EXERCISE DIRECTIONS:
Copy every line in the records below that contains the word "info".

***** SUPPLIED RECORDS *****

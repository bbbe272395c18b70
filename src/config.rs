//! Configuration management for Bidgate.

use serde::{Deserialize, Serialize};
use std::net::SocketAddr;
use std::path::Path;
use std::time::Duration;
use tracing::info;

use crate::admission::AdmissionPolicy;
use crate::error::{BidgateError, Result};
use crate::notify::{SupersedePolicy, WriteFailurePolicy};

/// Prefix for environment overrides, e.g. `BIDGATE__ADMISSION__QUOTA=10`.
const ENV_PREFIX: &str = "BIDGATE";

/// Main configuration for the Bidgate service.
#[derive(Debug, Clone, Default, Serialize, Deserialize)]
pub struct BidgateConfig {
    /// Server configuration
    #[serde(default)]
    pub server: ServerConfig,

    /// Bid admission configuration
    #[serde(default)]
    pub admission: AdmissionConfig,

    /// Live notification configuration
    #[serde(default)]
    pub notify: NotifyConfig,

    /// Log output configuration
    #[serde(default)]
    pub logging: LoggingConfig,
}

/// Server configuration.
#[derive(Debug, Clone, Serialize, Deserialize)]
pub struct ServerConfig {
    /// HTTP and WebSocket listen address
    #[serde(default = "default_http_addr")]
    pub http_addr: SocketAddr,
}

impl Default for ServerConfig {
    fn default() -> Self {
        Self {
            http_addr: default_http_addr(),
        }
    }
}

fn default_http_addr() -> SocketAddr {
    SocketAddr::from(([127, 0, 0, 1], 8888))
}

/// Bid admission configuration.
#[derive(Debug, Clone, Serialize, Deserialize)]
pub struct AdmissionConfig {
    /// Bid submissions allowed per contractor per window
    #[serde(default = "default_quota")]
    pub quota: u32,

    /// Window length in seconds
    #[serde(default = "default_window_secs")]
    pub window_secs: u64,

    /// How often stale windows are swept, in seconds
    #[serde(default = "default_sweep_interval_secs")]
    pub sweep_interval_secs: u64,
}

impl Default for AdmissionConfig {
    fn default() -> Self {
        Self {
            quota: default_quota(),
            window_secs: default_window_secs(),
            sweep_interval_secs: default_sweep_interval_secs(),
        }
    }
}

impl AdmissionConfig {
    /// The policy the admission controller enforces.
    pub fn policy(&self) -> AdmissionPolicy {
        AdmissionPolicy::new(self.quota, Duration::from_secs(self.window_secs))
    }

    /// Interval between sweeps of stale windows.
    pub fn sweep_interval(&self) -> Duration {
        Duration::from_secs(self.sweep_interval_secs)
    }
}

fn default_quota() -> u32 {
    5
}

fn default_window_secs() -> u64 {
    60
}

fn default_sweep_interval_secs() -> u64 {
    60
}

/// Live notification configuration.
#[derive(Debug, Clone, Default, Serialize, Deserialize)]
pub struct NotifyConfig {
    /// What happens to a connection replaced by a newer one for the same user
    #[serde(default)]
    pub supersede: SupersedePolicy,

    /// Whether a failed write drops the connection from the registry
    #[serde(default)]
    pub on_write_failure: WriteFailurePolicy,
}

/// Log output configuration.
#[derive(Debug, Clone, Serialize, Deserialize)]
pub struct LoggingConfig {
    /// Default filter directive when `RUST_LOG` is unset
    #[serde(default = "default_log_level")]
    pub level: String,

    /// Emit JSON lines instead of human-readable output
    #[serde(default)]
    pub json: bool,
}

impl Default for LoggingConfig {
    fn default() -> Self {
        Self {
            level: default_log_level(),
            json: false,
        }
    }
}

fn default_log_level() -> String {
    "info".to_string()
}

impl BidgateConfig {
    /// Load configuration from a YAML file path.
    pub fn from_file(path: &str) -> Result<Self> {
        let contents = std::fs::read_to_string(path)?;
        let config: BidgateConfig = serde_yaml::from_str(&contents)
            .map_err(|e| BidgateError::Config(e.to_string()))?;
        config.validate()?;
        Ok(config)
    }

    /// Load configuration from an optional YAML file, then apply
    /// `BIDGATE__<SECTION>__<KEY>` environment overrides on top.
    pub fn load(path: Option<&Path>) -> Result<Self> {
        let mut builder = config::Config::builder();

        if let Some(path) = path {
            info!(path = %path.display(), "Loading configuration file");
            builder = builder.add_source(
                config::File::from(path.to_path_buf()).format(config::FileFormat::Yaml),
            );
        }

        let settings = builder
            .add_source(
                config::Environment::with_prefix(ENV_PREFIX)
                    .separator("__")
                    .try_parsing(true),
            )
            .build()
            .map_err(|e| BidgateError::Config(e.to_string()))?;

        let config: BidgateConfig = settings
            .try_deserialize()
            .map_err(|e| BidgateError::Config(e.to_string()))?;
        config.validate()?;
        Ok(config)
    }

    /// Reject settings the admission controller cannot run with.
    pub fn validate(&self) -> Result<()> {
        if self.admission.quota == 0 {
            return Err(BidgateError::Config(
                "admission.quota must be greater than 0".to_string(),
            ));
        }
        if self.admission.window_secs == 0 {
            return Err(BidgateError::Config(
                "admission.window_secs must be greater than 0".to_string(),
            ));
        }
        if self.admission.sweep_interval_secs == 0 {
            return Err(BidgateError::Config(
                "admission.sweep_interval_secs must be greater than 0".to_string(),
            ));
        }
        Ok(())
    }
}

#[cfg(test)]
mod tests {
    use super::*;

    fn write_temp_yaml(name: &str, contents: &str) -> std::path::PathBuf {
        let path = std::env::temp_dir().join(format!(
            "bidgate-{}-{}.yaml",
            name,
            uuid::Uuid::new_v4()
        ));
        std::fs::write(&path, contents).unwrap();
        path
    }

    #[test]
    fn test_defaults_match_reference_behavior() {
        let config = BidgateConfig::default();
        assert_eq!(config.admission.quota, 5);
        assert_eq!(config.admission.window_secs, 60);
        assert_eq!(config.admission.sweep_interval_secs, 60);
        assert_eq!(config.notify.supersede, SupersedePolicy::Retain);
        assert_eq!(config.notify.on_write_failure, WriteFailurePolicy::Ignore);
        assert!(config.validate().is_ok());
    }

    #[test]
    fn test_partial_yaml_keeps_defaults() {
        let yaml = r#"
admission:
  quota: 10
notify:
  supersede: close
"#;
        let config: BidgateConfig = serde_yaml::from_str(yaml).unwrap();
        assert_eq!(config.admission.quota, 10);
        assert_eq!(config.admission.window_secs, 60);
        assert_eq!(config.notify.supersede, SupersedePolicy::Close);
        assert_eq!(config.server.http_addr, default_http_addr());
    }

    #[test]
    fn test_zero_quota_rejected() {
        let mut config = BidgateConfig::default();
        config.admission.quota = 0;
        assert!(matches!(config.validate(), Err(BidgateError::Config(_))));
    }

    #[test]
    fn test_from_file() {
        let path = write_temp_yaml(
            "from-file",
            "server:\n  http_addr: \"0.0.0.0:9000\"\nlogging:\n  json: true\n",
        );
        let config = BidgateConfig::from_file(path.to_str().unwrap()).unwrap();
        assert_eq!(config.server.http_addr.port(), 9000);
        assert!(config.logging.json);
        std::fs::remove_file(path).unwrap();
    }

    #[test]
    fn test_load_layers_file() {
        let path = write_temp_yaml(
            "layered",
            "admission:\n  window_secs: 30\nnotify:\n  on_write_failure: disconnect\n",
        );
        let config = BidgateConfig::load(Some(&path)).unwrap();
        assert_eq!(config.admission.window_secs, 30);
        assert_eq!(config.admission.quota, 5);
        assert_eq!(config.notify.on_write_failure, WriteFailurePolicy::Disconnect);
        std::fs::remove_file(path).unwrap();
    }

    #[test]
    fn test_missing_file_is_an_error() {
        assert!(BidgateConfig::from_file("/nonexistent/bidgate.yaml").is_err());
    }
}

*****

RESPONSE AREA:
use tracing::info;
    "info".to_string()
            info!(path = %path.display(), "Loading configuration file");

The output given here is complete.